_Information provided_:
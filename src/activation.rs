use std::fmt::{self, Debug};

/// Type-erased activation function, as stored on every node.
#[derive(Clone, Copy)]
pub struct DynActivationFunction {
    name: &'static str,
    apply: fn(f64) -> f64,
    deriv: Option<fn(f64) -> f64>,
}

impl Debug for DynActivationFunction {
    fn fmt(&self, f: &mut fmt::Formatter) -> fmt::Result {
        Debug::fmt(self.name, f)
    }
}

impl PartialEq for DynActivationFunction {
    fn eq(&self, other: &Self) -> bool {
        self.name == other.name
    }
}

impl DynActivationFunction {
    pub fn new<Phi: ActivationFunction>(_: Phi) -> Self {
        Self {
            name: Phi::NAME,
            apply: Phi::apply,
            deriv: Phi::DERIV,
        }
    }

    pub fn name(&self) -> &'static str {
        self.name
    }

    pub fn apply(&self, x: f64) -> f64 {
        (self.apply)(x)
    }

    /// Returns `None` if the function is not differentiable.
    pub fn deriv(&self, x: f64) -> Option<f64> {
        self.deriv.map(|deriv| deriv(x))
    }

    pub fn is_differentiable(&self) -> bool {
        self.deriv.is_some()
    }
}

impl<Phi: ActivationFunction> From<Phi> for DynActivationFunction {
    fn from(phi: Phi) -> Self {
        Self::new(phi)
    }
}

pub trait ActivationFunction: Send + Sync + 'static {
    const NAME: &'static str;

    /// Derivative of `apply`, or `None` for non-differentiable functions.
    const DERIV: Option<fn(f64) -> f64>;

    fn apply(x: f64) -> f64;
}

pub mod activation_functions {
    use std::f64::consts::PI;

    use super::{ActivationFunction, DynActivationFunction};

    fn identity_deriv(_: f64) -> f64 {
        1.0
    }

    #[derive(Debug, Default, Clone, Copy, PartialEq, Eq)]
    pub struct Identity;
    impl ActivationFunction for Identity {
        const NAME: &'static str = "identity";
        const DERIV: Option<fn(f64) -> f64> = Some(identity_deriv);

        fn apply(x: f64) -> f64 {
            x
        }
    }

    /// Zero-one step: `1` for strictly positive input, `0` otherwise.
    #[derive(Debug, Default, Clone, Copy, PartialEq, Eq)]
    pub struct Step;
    impl ActivationFunction for Step {
        const NAME: &'static str = "step";
        const DERIV: Option<fn(f64) -> f64> = None;

        fn apply(x: f64) -> f64 {
            if x > 0.0 { 1.0 } else { 0.0 }
        }
    }

    fn sigmoid(x: f64) -> f64 {
        1.0 / (1.0 + f64::exp(-x))
    }

    fn sigmoid_deriv(x: f64) -> f64 {
        sigmoid(x) * (1.0 - sigmoid(x))
    }

    #[derive(Debug, Default, Clone, Copy, PartialEq, Eq)]
    pub struct Sigmoid;
    impl ActivationFunction for Sigmoid {
        const NAME: &'static str = "sigmoid";
        const DERIV: Option<fn(f64) -> f64> = Some(sigmoid_deriv);

        fn apply(x: f64) -> f64 {
            sigmoid(x)
        }
    }

    fn tanh_deriv(x: f64) -> f64 {
        1.0 - f64::tanh(x).powi(2)
    }

    #[derive(Debug, Default, Clone, Copy, PartialEq, Eq)]
    pub struct Tanh;
    impl ActivationFunction for Tanh {
        const NAME: &'static str = "tanh";
        const DERIV: Option<fn(f64) -> f64> = Some(tanh_deriv);

        fn apply(x: f64) -> f64 {
            f64::tanh(x)
        }
    }

    fn arctan_deriv(x: f64) -> f64 {
        1.0 / (PI * (1.0 + x * x))
    }

    /// Arctangent squashed into `(0, 1)`.
    #[derive(Debug, Default, Clone, Copy, PartialEq, Eq)]
    pub struct Arctan;
    impl ActivationFunction for Arctan {
        const NAME: &'static str = "arctan";
        const DERIV: Option<fn(f64) -> f64> = Some(arctan_deriv);

        fn apply(x: f64) -> f64 {
            f64::atan(x) / PI + 0.5
        }
    }

    /// Every function of the catalog.
    pub fn catalog() -> [DynActivationFunction; 5] {
        [
            DynActivationFunction::new(Identity),
            DynActivationFunction::new(Step),
            DynActivationFunction::new(Sigmoid),
            DynActivationFunction::new(Tanh),
            DynActivationFunction::new(Arctan),
        ]
    }

    pub fn by_name(name: &str) -> Option<DynActivationFunction> {
        catalog().into_iter().find(|phi| phi.name() == name)
    }
}

#[cfg(test)]
mod tests {
    use approx::assert_abs_diff_eq;

    use super::{activation_functions::*, *};

    #[test]
    fn step_is_not_differentiable() {
        let step = DynActivationFunction::new(Step);
        assert_eq!(step.apply(0.0), 0.0);
        assert_eq!(step.apply(1e-9), 1.0);
        assert_eq!(step.apply(-3.0), 0.0);
        assert!(step.deriv(0.5).is_none());
        assert!(!step.is_differentiable());
    }

    #[test]
    fn derivatives_match_finite_differences() {
        let h = 1e-6;
        for phi in [
            DynActivationFunction::new(Identity),
            DynActivationFunction::new(Sigmoid),
            DynActivationFunction::new(Tanh),
            DynActivationFunction::new(Arctan),
        ] {
            for x in [-2.0, -0.3, 0.0, 0.7, 3.0] {
                let numeric = (phi.apply(x + h) - phi.apply(x - h)) / (2.0 * h);
                let analytic = phi.deriv(x).unwrap();
                assert_abs_diff_eq!(numeric, analytic, epsilon = 1e-6);
            }
        }
    }

    #[test]
    fn squashing_functions_at_zero() {
        assert_abs_diff_eq!(DynActivationFunction::new(Sigmoid).apply(0.0), 0.5);
        assert_abs_diff_eq!(DynActivationFunction::new(Arctan).apply(0.0), 0.5);
        assert_abs_diff_eq!(DynActivationFunction::new(Tanh).apply(0.0), 0.0);
    }

    #[test]
    fn lookup_by_name() {
        assert_eq!(by_name("arctan").map(|phi| phi.name()), Some("arctan"));
        assert_eq!(by_name("step"), Some(DynActivationFunction::new(Step)));
        assert!(by_name("relu").is_none());
    }
}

_Aim of the task_: Copy out the full listing, exactly as it stands.

_Solution to this exercise_:
filename src/activation.rs
use std::fmt::{self, Debug};

/// Type-erased activation function, as stored on every node.
#[derive(Clone, Copy)]
pub struct DynActivationFunction {
    name: &'static str,
    apply: fn(f64) -> f64,
    deriv: Option<fn(f64) -> f64>,
}

impl Debug for DynActivationFunction {
    fn fmt(&self, f: &mut fmt::Formatter) -> fmt::Result {
        Debug::fmt(self.name, f)
    }
}

impl PartialEq for DynActivationFunction {
    fn eq(&self, other: &Self) -> bool {
        self.name == other.name
    }
}

impl DynActivationFunction {
    pub fn new<Phi: ActivationFunction>(_: Phi) -> Self {
        Self {
            name: Phi::NAME,
            apply: Phi::apply,
            deriv: Phi::DERIV,
        }
    }

    pub fn name(&self) -> &'static str {
        self.name
    }

    pub fn apply(&self, x: f64) -> f64 {
        (self.apply)(x)
    }

    /// Returns `None` if the function is not differentiable.
    pub fn deriv(&self, x: f64) -> Option<f64> {
        self.deriv.map(|deriv| deriv(x))
    }

    pub fn is_differentiable(&self) -> bool {
        self.deriv.is_some()
    }
}

impl<Phi: ActivationFunction> From<Phi> for DynActivationFunction {
    fn from(phi: Phi) -> Self {
        Self::new(phi)
    }
}

pub trait ActivationFunction: Send + Sync + 'static {
    const NAME: &'static str;

    /// Derivative of `apply`, or `None` for non-differentiable functions.
    const DERIV: Option<fn(f64) -> f64>;

    fn apply(x: f64) -> f64;
}

pub mod activation_functions {
    use std::f64::consts::PI;

    use super::{ActivationFunction, DynActivationFunction};

    fn identity_deriv(_: f64) -> f64 {
        1.0
    }

    #[derive(Debug, Default, Clone, Copy, PartialEq, Eq)]
    pub struct Identity;
    impl ActivationFunction for Identity {
        const NAME: &'static str = "identity";
        const DERIV: Option<fn(f64) -> f64> = Some(identity_deriv);

        fn apply(x: f64) -> f64 {
            x
        }
    }

    /// Zero-one step: `1` for strictly positive input, `0` otherwise.
    #[derive(Debug, Default, Clone, Copy, PartialEq, Eq)]
    pub struct Step;
    impl ActivationFunction for Step {
        const NAME: &'static str = "step";
        const DERIV: Option<fn(f64) -> f64> = None;

        fn apply(x: f64) -> f64 {
            if x > 0.0 { 1.0 } else { 0.0 }
        }
    }

    fn sigmoid(x: f64) -> f64 {
        1.0 / (1.0 + f64::exp(-x))
    }

    fn sigmoid_deriv(x: f64) -> f64 {
        sigmoid(x) * (1.0 - sigmoid(x))
    }

    #[derive(Debug, Default, Clone, Copy, PartialEq, Eq)]
    pub struct Sigmoid;
    impl ActivationFunction for Sigmoid {
        const NAME: &'static str = "sigmoid";
        const DERIV: Option<fn(f64) -> f64> = Some(sigmoid_deriv);

        fn apply(x: f64) -> f64 {
            sigmoid(x)
        }
    }

    fn tanh_deriv(x: f64) -> f64 {
        1.0 - f64::tanh(x).powi(2)
    }

    #[derive(Debug, Default, Clone, Copy, PartialEq, Eq)]
    pub struct Tanh;
    impl ActivationFunction for Tanh {
        const NAME: &'static str = "tanh";
        const DERIV: Option<fn(f64) -> f64> = Some(tanh_deriv);

        fn apply(x: f64) -> f64 {
            f64::tanh(x)
        }
    }

    fn arctan_deriv(x: f64) -> f64 {
        1.0 / (PI * (1.0 + x * x))
    }

    /// Arctangent squashed into `(0, 1)`.
    #[derive(Debug, Default, Clone, Copy, PartialEq, Eq)]
    pub struct Arctan;
    impl ActivationFunction for Arctan {
        const NAME: &'static str = "arctan";
        const DERIV: Option<fn(f64) -> f64> = Some(arctan_deriv);

        fn apply(x: f64) -> f64 {
            f64::atan(x) / PI + 0.5
        }
    }

    /// Every function of the catalog.
    pub fn catalog() -> [DynActivationFunction; 5] {
        [
            DynActivationFunction::new(Identity),
            DynActivationFunction::new(Step),
            DynActivationFunction::new(Sigmoid),
            DynActivationFunction::new(Tanh),
            DynActivationFunction::new(Arctan),
        ]
    }

    pub fn by_name(name: &str) -> Option<DynActivationFunction> {
        catalog().into_iter().find(|phi| phi.name() == name)
    }
}

#[cfg(test)]
mod tests {
    use approx::assert_abs_diff_eq;

    use super::{activation_functions::*, *};

    #[test]
    fn step_is_not_differentiable() {
        let step = DynActivationFunction::new(Step);
        assert_eq!(step.apply(0.0), 0.0);
        assert_eq!(step.apply(1e-9), 1.0);
        assert_eq!(step.apply(-3.0), 0.0);
        assert!(step.deriv(0.5).is_none());
        assert!(!step.is_differentiable());
    }

    #[test]
    fn derivatives_match_finite_differences() {
        let h = 1e-6;
        for phi in [
            DynActivationFunction::new(Identity),
            DynActivationFunction::new(Sigmoid),
            DynActivationFunction::new(Tanh),
            DynActivationFunction::new(Arctan),
        ] {
            for x in [-2.0, -0.3, 0.0, 0.7, 3.0] {
                let numeric = (phi.apply(x + h) - phi.apply(x - h)) / (2.0 * h);
                let analytic = phi.deriv(x).unwrap();
                assert_abs_diff_eq!(numeric, analytic, epsilon = 1e-6);
            }
        }
    }

    #[test]
    fn squashing_functions_at_zero() {
        assert_abs_diff_eq!(DynActivationFunction::new(Sigmoid).apply(0.0), 0.5);
        assert_abs_diff_eq!(DynActivationFunction::new(Arctan).apply(0.0), 0.5);
        assert_abs_diff_eq!(DynActivationFunction::new(Tanh).apply(0.0), 0.0);
    }

    #[test]
    fn lookup_by_name() {
        assert_eq!(by_name("arctan").map(|phi| phi.name()), Some("arctan"));
        assert_eq!(by_name("step"), Some(DynActivationFunction::new(Step)));
        assert!(by_name("relu").is_none());
    }
}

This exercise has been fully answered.